杨 漾 苏 畅 张秋雁 黄舒淳 匡慧芳
1.湖南中医药大学中医学院,湖南长沙 410208;2.湖南中医药大学湘杏学院,湖南长沙 410208;3.湖南中医药大学校医院,湖南长沙 410208
支气管哮喘(简称“哮喘”)是一种以气道高反应性和可逆性的气流受限为基本特征的慢性炎症性疾病,由多种细胞(嗜酸性粒细胞、肥大细胞等)和细胞组分参与。中国最新哮喘流行病学调查结果显示,我国成人(≥20 岁)哮喘患者超过4 000 万[1]。环境因素与哮喘的发生密切相关,研究已证实接触过敏原、空气污染物、病毒感染等环境因素在哮喘发病过程中扮演着重要角色[2]。表观遗传学是指除基因序列改变之外,基因功能可逆的、可遗传的改变,主要有DNA 甲基化、组蛋白甲基化、组蛋白乙酰化、微小RNA(microRNA,miRNA)的改变等。近年来,越来越多的证据表明,环境因素影响哮喘的发病可能通过改变表观遗传学机制来实现。在细胞分化和发育过程中,表观遗传变化与细胞的程序性基因表达及可塑性有关,使细胞重新编程并对环境作出改变。总之,表观遗传机制可从细胞水平上整合遗传与环境因素,阐明哮喘发生的表观遗传调控,有助于阐明哮喘发生的病理基础。

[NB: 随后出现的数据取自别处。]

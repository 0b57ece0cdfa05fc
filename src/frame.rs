// This Source Code Form is subject to the terms of the Mozilla Public
// License, v. 2.0. If a copy of the MPL was not distributed with this
// file, You can obtain one at http://mozilla.org/MPL/2.0/.

//! Owned pixel storage for one frame.

use std::slice::ChunksMut;

use palette::PixelColor;

const CHANNELS: usize = 4;

/// A `width × height` grid of RGBA pixels, stored row-major with the
/// top row first.  The dimensions never change once allocated; a
/// renderer overwrites every pixel and then hands the buffer to the
/// encoder.
#[derive(Clone, Debug, PartialEq)]
pub struct FrameBuffer {
    width: usize,
    height: usize,
    pixels: Vec<u8>,
}

impl FrameBuffer {
    /// Allocates a fully transparent black buffer.
    pub fn new(width: usize, height: usize) -> FrameBuffer {
        FrameBuffer {
            width,
            height,
            pixels: vec![0 as u8; width * height * CHANNELS],
        }
    }

    /// Width in pixels.
    pub fn width(&self) -> usize {
        self.width
    }

    /// Height in pixels.
    pub fn height(&self) -> usize {
        self.height
    }

    /// Number of bytes in one row.
    pub fn stride(&self) -> usize {
        self.width * CHANNELS
    }

    #[inline]
    fn offset(&self, x: usize, y: usize) -> usize {
        assert!(
            x < self.width && y < self.height,
            "pixel ({}, {}) outside {}x{} frame",
            x,
            y,
            self.width,
            self.height
        );
        (y * self.width + x) * CHANNELS
    }

    /// Stores `color` at column `x`, row `y`.  Panics if the pixel is
    /// outside the frame.
    #[inline]
    pub fn put_pixel(&mut self, x: usize, y: usize, color: PixelColor) {
        let offset = self.offset(x, y);
        self.pixels[offset..offset + CHANNELS].copy_from_slice(&color.to_rgba());
    }

    /// Reads back the pixel at column `x`, row `y`.
    pub fn get_pixel(&self, x: usize, y: usize) -> PixelColor {
        let offset = self.offset(x, y);
        let p = &self.pixels[offset..offset + CHANNELS];
        PixelColor {
            red: p[0],
            green: p[1],
            blue: p[2],
            alpha: p[3],
        }
    }

    /// The raw RGBA bytes, in the layout image encoders expect.
    pub fn as_bytes(&self) -> &[u8] {
        &self.pixels
    }

    /// Splits the buffer into disjoint bands of `rows` whole rows
    /// each (the last band may be shorter), so that each band can be
    /// filled by a different thread.
    pub fn bands_mut(&mut self, rows: usize) -> ChunksMut<u8> {
        let stride = self.stride();
        self.pixels.chunks_mut(rows.max(1) * stride)
    }
}

/// Writes `color` into pixel `x` of a single row slice.
#[inline]
pub fn put_in_row(row: &mut [u8], x: usize, color: PixelColor) {
    let offset = x * CHANNELS;
    row[offset..offset + CHANNELS].copy_from_slice(&color.to_rgba());
}
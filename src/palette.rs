// This Source Code Form is subject to the terms of the Mozilla Public
// License, v. 2.0. If a copy of the MPL was not distributed with this
// file, You can obtain one at http://mozilla.org/MPL/2.0/.

//! Maps escape counts to colours.
//!
//! Each channel rides its own triangle wave through the normalized
//! escape count.  The three waves run at different frequencies and
//! phases, so the bands never line up and the palette cycles through
//! a wide, non-monotonic range of hues as a zoom deepens.  Existing
//! video was rendered against these exact constants and this exact
//! truncation, so neither may change.

/// One RGBA pixel.  Everything this crate produces is opaque.
#[derive(Copy, Clone, Debug, PartialEq, Eq)]
pub struct PixelColor {
    /// Red channel.
    pub red: u8,
    /// Green channel.
    pub green: u8,
    /// Blue channel.
    pub blue: u8,
    /// Alpha channel; always 255.
    pub alpha: u8,
}

impl PixelColor {
    /// The colour of points assumed to be inside the set.
    pub const IN_SET: PixelColor = PixelColor {
        red: 0,
        green: 0,
        blue: 0,
        alpha: 255,
    };

    /// The channels in the order the image encoder wants them.
    pub fn to_rgba(self) -> [u8; 4] {
        [self.red, self.green, self.blue, self.alpha]
    }
}

/// Triangle wave with period 2, ranging over [0, 1], with zigzag(0) = 0.
#[inline]
pub fn zigzag(v: f64) -> f64 {
    let y = v.abs() % 2.0;
    if y > 1.0 {
        2.0 - y
    } else {
        y
    }
}

// Scale to a channel; the cast truncates, it does not round.
#[inline]
fn channel(v: f64) -> u8 {
    (255.0 * zigzag(v)) as u8
}

/// Colour for a point that survived `count` of `limit` iterations.
#[inline]
pub fn colorize(count: u32, limit: u32) -> PixelColor {
    if count >= limit {
        return PixelColor::IN_SET;
    }
    let x = f64::from(count) / f64::from(limit - 1);
    PixelColor {
        red: channel(0.5 + 7.0 * x),
        green: channel(0.2 + 9.0 * x),
        blue: channel(0.7 + 11.0 * x),
        alpha: 255,
    }
}

#[cfg(test)]
mod tests {
    use super::*;

    #[test]
    fn zigzag_is_a_triangle_wave() {
        assert_eq!(zigzag(0.0), 0.0);
        assert_eq!(zigzag(0.5), 0.5);
        assert_eq!(zigzag(1.0), 1.0);
        assert_eq!(zigzag(1.5), 0.5);
        assert_eq!(zigzag(2.0), 0.0);
        assert_eq!(zigzag(-0.5), 0.5);
        assert_eq!(zigzag(7.5), 0.5);
    }

    #[test]
    fn in_set_is_opaque_black() {
        for limit in &[2, 100, 16000] {
            assert_eq!(colorize(*limit, *limit), PixelColor::IN_SET);
            assert_eq!(colorize(*limit + 1, *limit), PixelColor::IN_SET);
        }
        assert_eq!(PixelColor::IN_SET.to_rgba(), [0, 0, 0, 255]);
    }

    #[test]
    fn channels_truncate_rather_than_round() {
        // 255 * 0.5 = 127.5 for red and 255 * 0.7 = 178.5 for blue.
        let c = colorize(0, 16000);
        assert_eq!(c.to_rgba(), [127, 51, 178, 255]);
    }

    #[test]
    fn first_and_last_escape_counts_differ() {
        let first = colorize(0, 16000);
        let last = colorize(15999, 16000);
        assert_ne!(first, last);
        assert_eq!(first.alpha, 255);
        assert_eq!(last.alpha, 255);
        // x = 1: red sits at zigzag(7.5) = 0.5 and blue at zigzag(11.7) ~ 0.3.
        assert_eq!(last.red, 127);
        assert_eq!(last.blue, 76);
    }

    #[test]
    fn every_escaped_count_is_opaque_and_deterministic() {
        let limit = 500;
        for count in 0..limit {
            let c = colorize(count, limit);
            assert_eq!(c.alpha, 255);
            assert_eq!(c, colorize(count, limit));
        }
    }
}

组蛋白甲基化包括写入、擦除和读取3 个过程,分别由相关的甲基转移酶、去甲基化酶、甲基化识别蛋白主导。表观基因组关联分析发现,哮喘患者与正常人群的DNA 序列存在大量差异化的甲基化位点,且与哮喘效应细胞(如淋巴细胞、气道内皮细胞及平滑肌细胞)和哮喘相关基因FOXP3、γ 干扰素(interferonγ,IFN-γ)及白细胞介素4(interleukin,IL-4)等的表达密切相关[3]。然而,现有研究多针对哮喘患者的全血细胞或外周血单核细胞(包含淋巴细胞和单核细胞),存在的问题就是如果表观遗传标记特定的组织/细胞类型,且带有标记的细胞在病例组和对照组间以不同的比例存在,这种分析可能会出现明显偏差[4]。因此,研究者开始对单一细胞群体(如T/B 淋巴细胞、嗜酸性粒细胞、单核细胞、气道上皮细胞以及气道平滑肌细胞等)进行甲基化差异研究。研究发现,哮喘患者嗜酸性粒细胞中的胶原蛋白相关基因、视网膜母细胞瘤基因1、SLC25A33 等与气道功能和免疫系统密切相关的基因存在明显的低甲基化状态,而单核/巨噬细胞中的神经调节蛋白1、SYNM、TBX5 及序列相似家族19 成员A4 等则显示出明显的高甲基化状态[5];气道上皮细胞中IL-33[促进2 型辅助型T 细胞(Th2)分化发育]启动子区域的甲基化是明显减少的,其IL-33分泌明显增多[6];转录激活因子5 基因鸟嘌呤岛的高甲基化则导致转录激活因子5 表达明显降低[7]。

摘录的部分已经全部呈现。